[Data for processing]
=-=-=

//! Historical contribution limit tables and their extrapolation policies

use std::collections::BTreeMap;

use serde::{Deserialize, Serialize};

use crate::error::{ProjectionError, Result};

/// How a table answers for years after its last known entry
#[derive(Debug, Clone, Copy, PartialEq, Serialize, Deserialize)]
pub enum ExtrapolationPolicy {
    /// Last known value for every later year
    HoldConstant,
    /// `last * (1 + rate)^(years past last entry)`, optionally rounded to a multiple of `round_to`
    Compound { rate: f64, round_to: Option<f64> },
    /// `last + floor(years past last entry / every_years) * increment`
    Step { every_years: u32, increment: f64 },
    /// Years past the table are an error
    Reject,
}

impl ExtrapolationPolicy {
    /// Extrapolate forward from the last known entry. `None` means the policy rejects the year.
    pub fn extrapolate(&self, last_year: i32, last_value: f64, year: i32) -> Option<f64> {
        let elapsed = year - last_year;
        match *self {
            ExtrapolationPolicy::HoldConstant => Some(last_value),
            ExtrapolationPolicy::Compound { rate, round_to } => {
                let projected = last_value * (1.0 + rate).powi(elapsed);
                Some(match round_to {
                    Some(step) => round_to_nearest(projected, step),
                    None => projected,
                })
            }
            ExtrapolationPolicy::Step { every_years, increment } => {
                let steps = if every_years == 0 { 0 } else { elapsed / every_years as i32 };
                Some(last_value + steps as f64 * increment)
            }
            ExtrapolationPolicy::Reject => None,
        }
    }

    /// Replace the rate of a compounding policy; other policies are returned unchanged
    pub fn with_rate(self, new_rate: f64) -> Self {
        match self {
            ExtrapolationPolicy::Compound { round_to, .. } => ExtrapolationPolicy::Compound {
                rate: new_rate,
                round_to,
            },
            other => other,
        }
    }
}

/// Round half away from zero to the nearest multiple of `step`
pub fn round_to_nearest(value: f64, step: f64) -> f64 {
    if step <= 0.0 {
        return value;
    }
    (value / step).round() * step
}

/// Where a year falls relative to a year-keyed history
#[derive(Debug, Clone, Copy, PartialEq)]
pub(crate) enum YearLookup<T> {
    /// Exact entry, or the nearest earlier entry inside the table's range
    Known(T),
    BeforeHistory,
    AfterHistory { last_year: i32, last: T },
}

pub(crate) fn lookup_year<T: Copy>(entries: &BTreeMap<i32, T>, year: i32) -> YearLookup<T> {
    let Some((&last_year, &last)) = entries.iter().next_back() else {
        return YearLookup::BeforeHistory;
    };
    if year > last_year {
        return YearLookup::AfterHistory { last_year, last };
    }
    match entries.range(..=year).next_back() {
        Some((_, &value)) => YearLookup::Known(value),
        None => YearLookup::BeforeHistory,
    }
}

/// Immutable mapping from calendar year to annual contribution limit
#[derive(Debug, Clone, PartialEq)]
pub struct ContributionLimitTable {
    name: String,
    limits: BTreeMap<i32, f64>,
    policy: ExtrapolationPolicy,
}

impl ContributionLimitTable {
    /// Build a table from (year, limit) pairs.
    /// Fails on an empty table, duplicate years, or negative/non-finite limits.
    pub fn new(
        name: impl Into<String>,
        entries: impl IntoIterator<Item = (i32, f64)>,
        policy: ExtrapolationPolicy,
    ) -> Result<Self> {
        let name = name.into();
        let mut limits = BTreeMap::new();

        for (year, limit) in entries {
            if !limit.is_finite() || limit < 0.0 {
                return Err(ProjectionError::invalid(format!(
                    "{} limit for {} must be a non-negative number, got {}",
                    name, year, limit
                )));
            }
            if limits.insert(year, limit).is_some() {
                return Err(ProjectionError::invalid(format!(
                    "{} table has more than one entry for {}",
                    name, year
                )));
            }
        }

        if limits.is_empty() {
            return Err(ProjectionError::invalid(format!("{} table is empty", name)));
        }

        Ok(Self { name, limits, policy })
    }

    /// Same data under a different extrapolation policy
    pub fn with_policy(mut self, policy: ExtrapolationPolicy) -> Self {
        self.policy = policy;
        self
    }

    pub fn name(&self) -> &str {
        &self.name
    }

    pub fn policy(&self) -> ExtrapolationPolicy {
        self.policy
    }

    pub fn first_year(&self) -> i32 {
        self.limits.keys().next().copied().unwrap_or_default()
    }

    pub fn last_year(&self) -> i32 {
        self.limits.keys().next_back().copied().unwrap_or_default()
    }

    /// Exact historical entry, if any
    pub fn get(&self, year: i32) -> Option<f64> {
        self.limits.get(&year).copied()
    }

    pub fn iter(&self) -> impl Iterator<Item = (i32, f64)> + '_ {
        self.limits.iter().map(|(&y, &l)| (y, l))
    }

    pub fn len(&self) -> usize {
        self.limits.len()
    }

    pub fn is_empty(&self) -> bool {
        self.limits.is_empty()
    }

    /// Limit for a year under the table's own policy
    pub fn limit_for(&self, year: i32) -> Result<f64> {
        self.limit_with_policy(year, &self.policy)
    }

    /// Limit for a year, extrapolating with `policy` instead of the table's own
    pub fn limit_with_policy(&self, year: i32, policy: &ExtrapolationPolicy) -> Result<f64> {
        match lookup_year(&self.limits, year) {
            YearLookup::Known(limit) => Ok(limit),
            YearLookup::BeforeHistory => Err(self.unsupported(year)),
            YearLookup::AfterHistory { last_year, last } => {
                let projected = policy
                    .extrapolate(last_year, last, year)
                    .ok_or_else(|| self.unsupported(year))?;
                log::trace!(
                    "{}: extrapolated {} from {} ({:.2}) to {:.2}",
                    self.name, year, last_year, last, projected
                );
                Ok(projected.max(0.0))
            }
        }
    }

    /// Compound annual growth rate between the first and last entries.
    /// Both endpoints are rounded to `round_to` first when given.
    pub fn historical_growth_rate(&self, round_to: Option<f64>) -> Option<f64> {
        let (&first_year, &first) = self.limits.iter().next()?;
        let (&last_year, &last) = self.limits.iter().next_back()?;
        let years = last_year - first_year;

        let (start, end) = match round_to {
            Some(step) => (round_to_nearest(first, step), round_to_nearest(last, step)),
            None => (first, last),
        };

        if years <= 0 || start <= 0.0 {
            return None;
        }

        Some((end / start).powf(1.0 / years as f64) - 1.0)
    }

    fn unsupported(&self, year: i32) -> ProjectionError {
        ProjectionError::UnsupportedYear {
            year,
            table: self.name.clone(),
        }
    }
}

=-=-=

Every line from the start of the listing through the line with "let projected = last_value" should be reproduced exactly, and no other line.

//! Historical contribution limit tables and their extrapolation policies

use std::collections::BTreeMap;

use serde::{Deserialize, Serialize};

use crate::error::{ProjectionError, Result};

/// How a table answers for years after its last known entry
#[derive(Debug, Clone, Copy, PartialEq, Serialize, Deserialize)]
pub enum ExtrapolationPolicy {
    /// Last known value for every later year
    HoldConstant,
    /// `last * (1 + rate)^(years past last entry)`, optionally rounded to a multiple of `round_to`
    Compound { rate: f64, round_to: Option<f64> },
    /// `last + floor(years past last entry / every_years) * increment`
    Step { every_years: u32, increment: f64 },
    /// Years past the table are an error
    Reject,
}

impl ExtrapolationPolicy {
    /// Extrapolate forward from the last known entry. `None` means the policy rejects the year.
    pub fn extrapolate(&self, last_year: i32, last_value: f64, year: i32) -> Option<f64> {
        let elapsed = year - last_year;
        match *self {
            ExtrapolationPolicy::HoldConstant => Some(last_value),
            ExtrapolationPolicy::Compound { rate, round_to } => {
                let projected = last_value * (1.0 + rate).powi(elapsed);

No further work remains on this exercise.